La estadía en Rosario me estaba haciendo bien. Esa mañana, me desperté cerca del mediodía, y al abrir los ojos me sentí profundamente descansado; la sucesión de días de buena alimentación, lectura y buen dormir, había reparado mi cuerpo y mi espíritu. Me levanté de la cama, fui al baño, y al mirarme en el espejo noté que había recuperado algo de peso, y que mi cara ya no lucía demacrada; de alguna manera había recobrado mi semblante y el buen humor. Decidí afeitarme, ir a desayunar y luego pasar por la peluquería a emprolijarme un poco.

Bajé al comedor del hotel llevando conmigo el libro de Bernardo Jobson, que estaba por terminar de leer; algunos de los cuentos me habían gustado mucho, en especial “Los caballos no saben que es domingo”, que me hizo recordar al Negro Avellaneda y su sana pasión por los burros. Al cabo de unos minutos, el mozo se acercó a mi mesa, me saludó y me dijo:

- ¿Va a pedir lo mismo?

- Sí – le contesté- gracias –el mozo se alejó, yo abrí el libro y me dispuse a zambullirme en uno de los cuentos que me faltaba leer.
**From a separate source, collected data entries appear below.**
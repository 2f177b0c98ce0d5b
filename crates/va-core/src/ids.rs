use core::fmt;
use core::num::NonZeroU32;

/// Compact, stable identifier for an element slot in a segment.
///
/// - `u32` keeps memory small
/// - `NonZero` enables `Option<Id>` to be pointer-optimized
#[derive(Clone, Copy, PartialEq, Eq, Hash, PartialOrd, Ord)]
pub struct Id(NonZeroU32);

impl Id {
    /// Create an Id from a 0-based index by storing index+1.
    pub fn from_index(index: u32) -> Self {
        Self(NonZeroU32::MIN.saturating_add(index))
    }

    /// Recover the 0-based index.
    pub fn index(self) -> u32 {
        self.0.get() - 1
    }

    /// Index as `usize`, for slice access.
    pub fn slot(self) -> usize {
        self.index() as usize
    }
}

impl fmt::Debug for Id {
    fn fmt(&self, f: &mut fmt::Formatter<'_>) -> fmt::Result {
        write!(f, "Id({})", self.index())
    }
}

impl fmt::Display for Id {
    fn fmt(&self, f: &mut fmt::Formatter<'_>) -> fmt::Result {
        write!(f, "{}", self.index())
    }
}

/// Position of an element inside a segment. Stable for the process lifetime.
pub type ElementIdx = Id;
La historia transcurría en la Argentina de los años setenta, probablemente en Buenos Aires, y la acción se desarrollaba en la oficina de una editorial, la mañana en que dos periodistas reciben llamadas intimidatorias por parte de algún grupo de tareas. El cuento me pareció más valioso que encantador, en el sentido que lograba muchos cometidos, incluso el de entretener. Describía una situación que fue padecida por muchos en esa época, denunciaba el antisemitismo que reinó por esos años, el valor y el coraje de algunos, el miedo de esos mismos, lo terrible de la violencia, y las distintas formas de afrontar esas circunstancias tan terribles. Creo que el mayor mérito de Jobson, fue mostrar cómo el personaje principal logró convertir, con su ánimo y su determinación, esa situación de presión insoportable en casi una anécdota; llevando su gravedad al mínimo, transformándola, luego del desenlace, en apenas un incidente más del día, cuando probablemente la vida de los personajes ya no fuera a hacer la misma a partir de aquel momento. Y allí, presiento, hay un inmenso hallazgo.

Cerré el libro, lo dejé sobre la mesa, y mientras esperaba que el mozo me trajera el desayuno, recordé otros gestos que representaban bien esa idea: Oscar Wilde dándole una propina al chofer del carro que lo llevaba a la cárcel a cumplir su condena; María Antonieta, disculpándose con su verdugo por haberlo pisado; Shelley, leyendo un libro mientras su barco se hundía; Aramburu diciendo “Proceda”.

Miré la tapa del libro, las letras blancas con el nombre de Jobson sobre un fondo violeta, y pensé en lo reveladora que puede resultar la lectura de un cuento, aun mal interpretado.

El mozo se acercó nuevamente a mi mesa, y apoyó sobre ella un vaso con jugo de naranjas, un plato con huevos revueltos sobre dos tostadas de pan negro, y un cenicero de metal plateado.

A veces, las historias de otros, aunque sean ficticias, ponen en perspectiva nuestra propia existencia. Mientras me alimentaba y disfrutaba de mi desayuno, recordé a mis amigos, y la posición común que reinó en la mesa chica de Viena respecto a mi partida de Buenos Aires, y mis problemas con el otro Martín; sentí que quizás había exagerado mi reacción. O tal vez fuera que, luego de estar lejos por un tiempo, la tranquilidad y el descanso me habían dado las fuerzas que necesitaba para enfrentarme con lo que me estaba pasando.

Terminé el desayuno, firmé un papel que llevaba mi número de habitación, me puse de pie, y salí a la calle.

Caminé hasta el boulevard, y comencé a recorrerlo despacio. Todavía no estaba listo para volver a Buenos Aires, me sentía mejor, pero algo, o la falta de algo, me impedía volver. Al cabo de unas cuadras encontré un banco de madera bajo la sombra de un jacarandá. Fue como una invitación; me senté, encendí un cigarrillo, y, esperanzado, abrí nuevamente el libro de Jobson.